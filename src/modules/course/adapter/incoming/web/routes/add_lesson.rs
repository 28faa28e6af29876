use actix_web::{post, web, Responder};
use serde::Serialize;
use tracing::error;
use utoipa::ToSchema;
use uuid::Uuid;

use super::dto::{LessonRequestDto, LessonResponse};
use crate::api::schemas::{ErrorResponse, SuccessResponse};
use crate::auth::adapter::incoming::web::extractors::StaffUser;
use crate::course::application::ports::incoming::use_cases::{AddLessonError, LessonCommand};
use crate::shared::api::ApiResponse;
use crate::AppState;

#[derive(Debug, Serialize, ToSchema)]
pub struct LessonAddedResponse {
    #[schema(example = "Lesson added successfully")]
    pub message: String,
    pub lesson_id: Uuid,
    pub lesson: LessonResponse,
}

/// Append a lesson to a course
#[utoipa::path(
    post,
    path = "/api/courses/{course_id}/lessons",
    tag = "courses",
    security(("bearer_auth" = [])),
    params(("course_id" = Uuid, Path, description = "Course id")),
    request_body = LessonRequestDto,
    responses(
        (status = 200, description = "Lesson added", body = inline(SuccessResponse<LessonAddedResponse>)),
        (status = 400, description = "Validation error", body = ErrorResponse),
        (status = 403, description = "Instructor or admin access required", body = ErrorResponse),
        (status = 404, description = "Course not found", body = ErrorResponse),
    )
)]
#[post("/api/courses/{course_id}/lessons")]
pub async fn add_lesson_handler(
    _user: StaffUser,
    path: web::Path<Uuid>,
    req: web::Json<LessonRequestDto>,
    data: web::Data<AppState>,
) -> impl Responder {
    let course_id = path.into_inner();

    let command = match LessonCommand::new(req.into_inner().into()) {
        Ok(command) => command,
        Err(e) => return ApiResponse::bad_request("VALIDATION_ERROR", &e.to_string()),
    };

    match data.course.add_lesson.execute(course_id, command).await {
        Ok(lesson) => ApiResponse::success(LessonAddedResponse {
            message: "Lesson added successfully".to_string(),
            lesson_id: lesson.id,
            lesson: LessonResponse::from(lesson),
        }),
        Err(AddLessonError::CourseNotFound) => {
            ApiResponse::not_found("COURSE_NOT_FOUND", "Course not found")
        }
        Err(AddLessonError::RepositoryError(e)) => {
            error!(course_id = %course_id, "Failed to add lesson: {}", e);
            ApiResponse::internal_error()
        }
    }
}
◆ ◆ ◆ ◆
▶ [WHAT NEEDS TO BE DONE]: Quote the material exactly, leaving nothing out.

▶ [RESPONSE BOX]:
filename src/modules/course/adapter/incoming/web/routes/add_lesson.rs
repository 28faa28e6af29876
use actix_web::{post, web, Responder};
use serde::Serialize;
use tracing::error;
use utoipa::ToSchema;
use uuid::Uuid;

use super::dto::{LessonRequestDto, LessonResponse};
use crate::api::schemas::{ErrorResponse, SuccessResponse};
use crate::auth::adapter::incoming::web::extractors::StaffUser;
use crate::course::application::ports::incoming::use_cases::{AddLessonError, LessonCommand};
use crate::shared::api::ApiResponse;
use crate::AppState;

#[derive(Debug, Serialize, ToSchema)]
pub struct LessonAddedResponse {
    #[schema(example = "Lesson added successfully")]
    pub message: String,
    pub lesson_id: Uuid,
    pub lesson: LessonResponse,
}

/// Append a lesson to a course
#[utoipa::path(
    post,
    path = "/api/courses/{course_id}/lessons",
    tag = "courses",
    security(("bearer_auth" = [])),
    params(("course_id" = Uuid, Path, description = "Course id")),
    request_body = LessonRequestDto,
    responses(
        (status = 200, description = "Lesson added", body = inline(SuccessResponse<LessonAddedResponse>)),
        (status = 400, description = "Validation error", body = ErrorResponse),
        (status = 403, description = "Instructor or admin access required", body = ErrorResponse),
        (status = 404, description = "Course not found", body = ErrorResponse),
    )
)]
#[post("/api/courses/{course_id}/lessons")]
pub async fn add_lesson_handler(
    _user: StaffUser,
    path: web::Path<Uuid>,
    req: web::Json<LessonRequestDto>,
    data: web::Data<AppState>,
) -> impl Responder {
    let course_id = path.into_inner();

    let command = match LessonCommand::new(req.into_inner().into()) {
        Ok(command) => command,
        Err(e) => return ApiResponse::bad_request("VALIDATION_ERROR", &e.to_string()),
    };

    match data.course.add_lesson.execute(course_id, command).await {
        Ok(lesson) => ApiResponse::success(LessonAddedResponse {
            message: "Lesson added successfully".to_string(),
            lesson_id: lesson.id,
            lesson: LessonResponse::from(lesson),
        }),
        Err(AddLessonError::CourseNotFound) => {
            ApiResponse::not_found("COURSE_NOT_FOUND", "Course not found")
        }
        Err(AddLessonError::RepositoryError(e)) => {
            error!(course_id = %course_id, "Failed to add lesson: {}", e);
            ApiResponse::internal_error()
        }
    }
}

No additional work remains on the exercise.